Repeat only the stretch of lines below that runs from the line with "impl From<RawProjection> for" through the line with "level filtering and", unaltered.

### Stored items:
+++
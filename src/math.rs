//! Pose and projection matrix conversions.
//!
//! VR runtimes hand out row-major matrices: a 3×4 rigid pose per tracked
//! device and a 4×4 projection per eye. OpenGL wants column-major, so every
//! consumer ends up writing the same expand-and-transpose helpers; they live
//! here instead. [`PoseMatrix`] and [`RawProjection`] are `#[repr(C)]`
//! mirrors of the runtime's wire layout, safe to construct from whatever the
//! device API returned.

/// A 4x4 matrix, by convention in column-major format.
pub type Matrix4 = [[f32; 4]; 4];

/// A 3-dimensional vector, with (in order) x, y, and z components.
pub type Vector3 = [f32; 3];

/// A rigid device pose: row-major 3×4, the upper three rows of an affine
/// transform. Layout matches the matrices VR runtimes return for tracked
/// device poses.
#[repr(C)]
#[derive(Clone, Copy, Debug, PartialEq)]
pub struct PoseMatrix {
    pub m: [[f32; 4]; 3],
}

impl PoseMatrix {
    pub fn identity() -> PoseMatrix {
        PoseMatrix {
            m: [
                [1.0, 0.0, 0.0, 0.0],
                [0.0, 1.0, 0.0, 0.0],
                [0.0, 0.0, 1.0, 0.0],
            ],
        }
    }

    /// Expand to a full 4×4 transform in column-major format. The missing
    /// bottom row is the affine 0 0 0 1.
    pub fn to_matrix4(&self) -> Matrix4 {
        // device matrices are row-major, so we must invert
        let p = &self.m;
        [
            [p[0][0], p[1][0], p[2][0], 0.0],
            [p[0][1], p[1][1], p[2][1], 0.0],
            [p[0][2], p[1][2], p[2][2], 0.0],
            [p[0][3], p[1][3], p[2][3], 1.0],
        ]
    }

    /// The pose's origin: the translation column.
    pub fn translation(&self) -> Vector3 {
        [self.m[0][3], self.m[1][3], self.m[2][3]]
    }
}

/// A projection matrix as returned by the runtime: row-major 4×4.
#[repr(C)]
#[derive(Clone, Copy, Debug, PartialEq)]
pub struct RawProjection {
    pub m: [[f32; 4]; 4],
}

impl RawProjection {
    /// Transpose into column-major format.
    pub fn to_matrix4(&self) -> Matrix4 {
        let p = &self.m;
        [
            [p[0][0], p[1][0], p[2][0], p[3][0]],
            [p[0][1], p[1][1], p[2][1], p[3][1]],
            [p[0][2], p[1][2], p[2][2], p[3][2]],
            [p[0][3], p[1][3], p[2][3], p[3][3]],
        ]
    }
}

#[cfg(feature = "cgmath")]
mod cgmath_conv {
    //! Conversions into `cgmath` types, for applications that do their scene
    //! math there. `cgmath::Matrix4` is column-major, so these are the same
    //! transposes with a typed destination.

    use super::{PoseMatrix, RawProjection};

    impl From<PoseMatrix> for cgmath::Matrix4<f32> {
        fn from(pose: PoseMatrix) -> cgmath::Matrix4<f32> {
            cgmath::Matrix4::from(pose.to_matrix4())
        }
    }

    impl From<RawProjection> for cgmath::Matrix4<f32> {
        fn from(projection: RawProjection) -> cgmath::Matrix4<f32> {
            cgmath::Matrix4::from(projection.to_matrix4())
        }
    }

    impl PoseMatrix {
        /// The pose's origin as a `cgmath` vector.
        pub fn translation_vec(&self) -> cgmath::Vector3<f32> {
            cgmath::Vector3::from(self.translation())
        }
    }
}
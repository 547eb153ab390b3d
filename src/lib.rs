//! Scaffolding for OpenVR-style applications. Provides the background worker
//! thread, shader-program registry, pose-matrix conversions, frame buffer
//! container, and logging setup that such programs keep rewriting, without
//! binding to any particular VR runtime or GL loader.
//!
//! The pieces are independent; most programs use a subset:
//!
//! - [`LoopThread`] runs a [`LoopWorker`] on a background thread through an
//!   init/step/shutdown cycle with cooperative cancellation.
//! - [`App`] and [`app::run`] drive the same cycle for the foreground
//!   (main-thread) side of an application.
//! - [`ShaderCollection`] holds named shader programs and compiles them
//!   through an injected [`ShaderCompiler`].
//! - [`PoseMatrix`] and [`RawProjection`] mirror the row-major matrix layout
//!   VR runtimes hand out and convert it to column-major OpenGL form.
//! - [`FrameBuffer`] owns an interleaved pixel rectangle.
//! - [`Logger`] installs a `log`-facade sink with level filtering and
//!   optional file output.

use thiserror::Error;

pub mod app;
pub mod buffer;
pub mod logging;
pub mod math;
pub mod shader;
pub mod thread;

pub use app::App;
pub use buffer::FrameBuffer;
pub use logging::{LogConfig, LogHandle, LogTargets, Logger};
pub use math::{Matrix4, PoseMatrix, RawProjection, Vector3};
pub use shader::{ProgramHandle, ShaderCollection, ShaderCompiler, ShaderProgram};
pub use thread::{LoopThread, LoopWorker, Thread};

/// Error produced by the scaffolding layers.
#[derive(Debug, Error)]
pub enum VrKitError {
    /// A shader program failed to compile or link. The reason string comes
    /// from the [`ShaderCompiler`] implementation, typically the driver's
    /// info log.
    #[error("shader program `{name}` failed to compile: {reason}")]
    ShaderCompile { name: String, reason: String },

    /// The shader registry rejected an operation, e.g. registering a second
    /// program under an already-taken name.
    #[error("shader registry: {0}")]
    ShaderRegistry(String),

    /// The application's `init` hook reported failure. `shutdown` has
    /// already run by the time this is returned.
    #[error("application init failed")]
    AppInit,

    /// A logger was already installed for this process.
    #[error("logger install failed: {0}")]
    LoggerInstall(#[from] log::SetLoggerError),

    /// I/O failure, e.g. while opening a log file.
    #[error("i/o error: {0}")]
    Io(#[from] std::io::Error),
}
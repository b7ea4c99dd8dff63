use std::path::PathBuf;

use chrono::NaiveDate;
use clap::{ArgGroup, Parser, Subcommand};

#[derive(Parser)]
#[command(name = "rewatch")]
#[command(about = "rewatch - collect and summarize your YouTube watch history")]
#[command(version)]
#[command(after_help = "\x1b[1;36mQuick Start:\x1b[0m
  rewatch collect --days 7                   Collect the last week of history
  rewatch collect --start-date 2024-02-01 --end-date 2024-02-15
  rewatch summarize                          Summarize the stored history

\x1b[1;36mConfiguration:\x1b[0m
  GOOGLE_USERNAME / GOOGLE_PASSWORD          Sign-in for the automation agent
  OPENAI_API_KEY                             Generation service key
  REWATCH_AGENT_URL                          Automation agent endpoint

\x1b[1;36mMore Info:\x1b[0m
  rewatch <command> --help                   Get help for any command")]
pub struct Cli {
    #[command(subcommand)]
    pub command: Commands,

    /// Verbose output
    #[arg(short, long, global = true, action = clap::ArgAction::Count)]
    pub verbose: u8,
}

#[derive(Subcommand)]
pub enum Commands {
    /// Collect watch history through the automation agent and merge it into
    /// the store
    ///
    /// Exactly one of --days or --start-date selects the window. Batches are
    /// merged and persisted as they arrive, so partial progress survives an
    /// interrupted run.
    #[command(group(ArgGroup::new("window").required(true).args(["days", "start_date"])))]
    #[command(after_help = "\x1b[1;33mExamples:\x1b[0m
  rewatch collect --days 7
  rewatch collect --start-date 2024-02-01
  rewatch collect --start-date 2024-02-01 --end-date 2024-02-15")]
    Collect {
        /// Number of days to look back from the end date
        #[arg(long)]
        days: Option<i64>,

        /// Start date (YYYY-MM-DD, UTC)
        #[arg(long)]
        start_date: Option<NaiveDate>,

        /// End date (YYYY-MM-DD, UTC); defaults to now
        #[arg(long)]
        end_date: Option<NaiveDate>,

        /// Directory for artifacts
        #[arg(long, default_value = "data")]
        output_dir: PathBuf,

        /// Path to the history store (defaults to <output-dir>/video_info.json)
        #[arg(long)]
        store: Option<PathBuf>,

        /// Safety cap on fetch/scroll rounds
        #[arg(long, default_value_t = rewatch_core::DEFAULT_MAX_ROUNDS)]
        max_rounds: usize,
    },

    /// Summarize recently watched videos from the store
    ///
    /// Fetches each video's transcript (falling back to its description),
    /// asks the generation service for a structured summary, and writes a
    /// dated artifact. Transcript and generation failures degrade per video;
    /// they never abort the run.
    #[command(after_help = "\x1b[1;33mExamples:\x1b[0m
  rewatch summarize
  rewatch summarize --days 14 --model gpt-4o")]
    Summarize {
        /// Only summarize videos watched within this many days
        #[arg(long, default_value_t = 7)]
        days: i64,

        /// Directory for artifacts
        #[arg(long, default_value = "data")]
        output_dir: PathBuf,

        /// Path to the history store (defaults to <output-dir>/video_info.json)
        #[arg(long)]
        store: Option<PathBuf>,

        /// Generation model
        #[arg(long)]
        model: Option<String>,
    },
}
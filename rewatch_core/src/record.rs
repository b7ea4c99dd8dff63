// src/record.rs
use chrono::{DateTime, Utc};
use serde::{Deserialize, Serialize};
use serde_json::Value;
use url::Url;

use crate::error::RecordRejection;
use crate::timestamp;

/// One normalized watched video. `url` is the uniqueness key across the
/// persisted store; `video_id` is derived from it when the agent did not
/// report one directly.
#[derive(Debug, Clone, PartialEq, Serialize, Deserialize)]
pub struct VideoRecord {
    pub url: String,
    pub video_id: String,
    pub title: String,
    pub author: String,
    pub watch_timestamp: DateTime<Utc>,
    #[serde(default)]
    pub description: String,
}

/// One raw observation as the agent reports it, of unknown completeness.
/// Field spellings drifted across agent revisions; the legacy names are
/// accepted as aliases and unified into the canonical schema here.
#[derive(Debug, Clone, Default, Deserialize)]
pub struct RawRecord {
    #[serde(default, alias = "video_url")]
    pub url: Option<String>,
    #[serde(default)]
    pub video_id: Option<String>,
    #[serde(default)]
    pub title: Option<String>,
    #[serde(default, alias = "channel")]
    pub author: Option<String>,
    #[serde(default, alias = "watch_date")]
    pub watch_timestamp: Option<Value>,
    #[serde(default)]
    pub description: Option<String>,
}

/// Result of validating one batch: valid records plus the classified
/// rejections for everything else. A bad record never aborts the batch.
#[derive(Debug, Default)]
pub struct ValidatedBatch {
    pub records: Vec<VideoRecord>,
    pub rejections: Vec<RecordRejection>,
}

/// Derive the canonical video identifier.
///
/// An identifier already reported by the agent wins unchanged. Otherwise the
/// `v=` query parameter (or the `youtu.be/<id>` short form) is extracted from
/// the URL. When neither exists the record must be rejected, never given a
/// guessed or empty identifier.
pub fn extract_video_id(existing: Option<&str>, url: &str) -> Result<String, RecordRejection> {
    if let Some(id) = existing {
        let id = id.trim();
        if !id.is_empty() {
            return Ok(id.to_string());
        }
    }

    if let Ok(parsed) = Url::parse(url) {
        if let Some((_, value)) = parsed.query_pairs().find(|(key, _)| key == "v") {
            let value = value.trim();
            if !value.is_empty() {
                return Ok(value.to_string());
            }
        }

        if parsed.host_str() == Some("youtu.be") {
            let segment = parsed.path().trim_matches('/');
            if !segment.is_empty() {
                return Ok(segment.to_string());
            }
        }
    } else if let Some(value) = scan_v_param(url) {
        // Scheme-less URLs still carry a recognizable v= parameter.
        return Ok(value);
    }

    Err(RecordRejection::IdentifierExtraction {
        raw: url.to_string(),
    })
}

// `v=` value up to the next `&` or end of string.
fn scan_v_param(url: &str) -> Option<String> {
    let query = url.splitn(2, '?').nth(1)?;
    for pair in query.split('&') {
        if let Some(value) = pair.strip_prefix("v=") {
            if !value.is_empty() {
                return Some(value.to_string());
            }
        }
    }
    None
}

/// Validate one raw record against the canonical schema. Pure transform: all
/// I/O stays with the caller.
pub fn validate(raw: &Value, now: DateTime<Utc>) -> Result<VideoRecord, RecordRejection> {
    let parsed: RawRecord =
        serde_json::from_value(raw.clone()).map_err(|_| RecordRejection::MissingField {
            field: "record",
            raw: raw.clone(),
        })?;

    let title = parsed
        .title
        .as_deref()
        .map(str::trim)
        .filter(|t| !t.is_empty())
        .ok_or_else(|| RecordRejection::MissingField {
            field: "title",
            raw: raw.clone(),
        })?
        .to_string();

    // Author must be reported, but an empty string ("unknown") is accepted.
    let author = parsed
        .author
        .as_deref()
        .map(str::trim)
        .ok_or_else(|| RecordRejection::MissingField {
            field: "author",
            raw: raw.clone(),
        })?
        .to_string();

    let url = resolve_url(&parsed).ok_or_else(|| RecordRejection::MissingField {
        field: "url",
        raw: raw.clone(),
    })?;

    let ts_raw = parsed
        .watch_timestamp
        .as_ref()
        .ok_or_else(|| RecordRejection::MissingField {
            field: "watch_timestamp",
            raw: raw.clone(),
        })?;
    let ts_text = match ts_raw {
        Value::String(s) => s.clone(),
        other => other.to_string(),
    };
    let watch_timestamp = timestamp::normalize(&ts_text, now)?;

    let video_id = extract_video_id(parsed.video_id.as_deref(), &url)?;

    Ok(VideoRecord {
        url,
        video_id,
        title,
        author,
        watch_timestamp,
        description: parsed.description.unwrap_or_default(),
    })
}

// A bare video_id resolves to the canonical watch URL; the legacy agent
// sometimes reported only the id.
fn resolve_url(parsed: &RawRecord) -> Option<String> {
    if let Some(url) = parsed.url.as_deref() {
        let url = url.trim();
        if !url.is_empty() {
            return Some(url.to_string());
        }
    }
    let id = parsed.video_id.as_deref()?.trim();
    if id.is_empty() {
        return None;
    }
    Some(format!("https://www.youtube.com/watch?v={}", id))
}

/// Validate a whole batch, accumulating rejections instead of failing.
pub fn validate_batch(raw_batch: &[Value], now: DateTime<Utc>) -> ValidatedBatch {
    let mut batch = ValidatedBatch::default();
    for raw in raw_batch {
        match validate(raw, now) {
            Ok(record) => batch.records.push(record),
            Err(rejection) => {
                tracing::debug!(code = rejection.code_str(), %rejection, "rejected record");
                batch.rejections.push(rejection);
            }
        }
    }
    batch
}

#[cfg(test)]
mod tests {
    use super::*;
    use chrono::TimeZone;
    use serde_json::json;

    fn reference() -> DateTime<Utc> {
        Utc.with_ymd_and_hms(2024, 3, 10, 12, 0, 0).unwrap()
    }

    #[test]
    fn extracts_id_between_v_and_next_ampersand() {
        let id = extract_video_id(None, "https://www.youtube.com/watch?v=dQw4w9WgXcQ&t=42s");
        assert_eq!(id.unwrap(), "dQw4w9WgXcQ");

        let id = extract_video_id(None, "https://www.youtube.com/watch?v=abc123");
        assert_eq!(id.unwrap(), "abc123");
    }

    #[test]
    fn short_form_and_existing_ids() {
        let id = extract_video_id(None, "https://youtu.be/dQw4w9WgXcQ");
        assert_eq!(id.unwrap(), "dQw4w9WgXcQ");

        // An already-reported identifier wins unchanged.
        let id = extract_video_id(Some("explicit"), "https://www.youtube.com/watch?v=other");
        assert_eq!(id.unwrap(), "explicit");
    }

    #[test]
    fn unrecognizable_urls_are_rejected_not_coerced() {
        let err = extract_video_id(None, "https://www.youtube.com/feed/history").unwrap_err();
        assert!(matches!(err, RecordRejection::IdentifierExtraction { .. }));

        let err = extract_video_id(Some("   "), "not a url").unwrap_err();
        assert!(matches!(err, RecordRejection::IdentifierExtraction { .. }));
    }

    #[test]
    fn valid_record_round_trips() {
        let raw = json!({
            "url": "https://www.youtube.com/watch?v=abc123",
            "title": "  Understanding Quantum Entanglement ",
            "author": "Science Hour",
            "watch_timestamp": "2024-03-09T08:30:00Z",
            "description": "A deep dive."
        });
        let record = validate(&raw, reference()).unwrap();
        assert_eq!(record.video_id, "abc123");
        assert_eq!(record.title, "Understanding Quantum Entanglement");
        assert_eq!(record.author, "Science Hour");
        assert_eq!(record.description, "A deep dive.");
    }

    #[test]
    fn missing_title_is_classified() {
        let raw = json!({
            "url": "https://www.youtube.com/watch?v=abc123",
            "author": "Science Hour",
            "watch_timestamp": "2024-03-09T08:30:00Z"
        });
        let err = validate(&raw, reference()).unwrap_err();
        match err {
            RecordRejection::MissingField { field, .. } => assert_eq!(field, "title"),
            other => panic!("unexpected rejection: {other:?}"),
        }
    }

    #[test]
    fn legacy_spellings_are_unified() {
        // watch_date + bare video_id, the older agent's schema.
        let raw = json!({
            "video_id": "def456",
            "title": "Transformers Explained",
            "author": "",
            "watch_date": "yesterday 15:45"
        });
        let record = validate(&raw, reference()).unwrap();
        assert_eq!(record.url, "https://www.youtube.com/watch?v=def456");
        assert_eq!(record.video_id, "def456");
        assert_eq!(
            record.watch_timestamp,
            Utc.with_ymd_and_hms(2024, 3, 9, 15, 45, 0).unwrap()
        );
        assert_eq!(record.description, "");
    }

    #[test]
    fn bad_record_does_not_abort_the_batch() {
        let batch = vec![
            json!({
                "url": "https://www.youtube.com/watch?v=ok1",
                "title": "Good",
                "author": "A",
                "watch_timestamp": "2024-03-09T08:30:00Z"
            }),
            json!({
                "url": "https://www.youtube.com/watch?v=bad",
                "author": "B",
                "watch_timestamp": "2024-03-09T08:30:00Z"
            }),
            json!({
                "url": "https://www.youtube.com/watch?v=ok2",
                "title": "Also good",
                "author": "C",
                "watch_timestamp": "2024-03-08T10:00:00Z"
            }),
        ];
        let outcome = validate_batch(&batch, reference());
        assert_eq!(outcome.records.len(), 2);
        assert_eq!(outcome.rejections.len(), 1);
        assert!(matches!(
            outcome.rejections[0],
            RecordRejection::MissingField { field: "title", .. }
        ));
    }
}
+++
### SOLUTION BELOW:
    impl From<RawProjection> for cgmath::Matrix4<f32> {
        fn from(projection: RawProjection) -> cgmath::Matrix4<f32> {
            cgmath::Matrix4::from(projection.to_matrix4())
        }
    }

    impl PoseMatrix {
        /// The pose's origin as a `cgmath` vector.
        pub fn translation_vec(&self) -> cgmath::Vector3<f32> {
            cgmath::Vector3::from(self.translation())
        }
    }
}
repository 547eb153ab390b3d
filename src/lib.rs
//! Scaffolding for OpenVR-style applications. Provides the background worker
//! thread, shader-program registry, pose-matrix conversions, frame buffer
//! container, and logging setup that such programs keep rewriting, without
//! binding to any particular VR runtime or GL loader.
//!
//! The pieces are independent; most programs use a subset:
//!
//! - [`LoopThread`] runs a [`LoopWorker`] on a background thread through an
//!   init/step/shutdown cycle with cooperative cancellation.
//! - [`App`] and [`app::run`] drive the same cycle for the foreground
//!   (main-thread) side of an application.
//! - [`ShaderCollection`] holds named shader programs and compiles them
//!   through an injected [`ShaderCompiler`].
//! - [`PoseMatrix`] and [`RawProjection`] mirror the row-major matrix layout
//!   VR runtimes hand out and convert it to column-major OpenGL form.
//! - [`FrameBuffer`] owns an interleaved pixel rectangle.
//! - [`Logger`] installs a `log`-facade sink with level filtering and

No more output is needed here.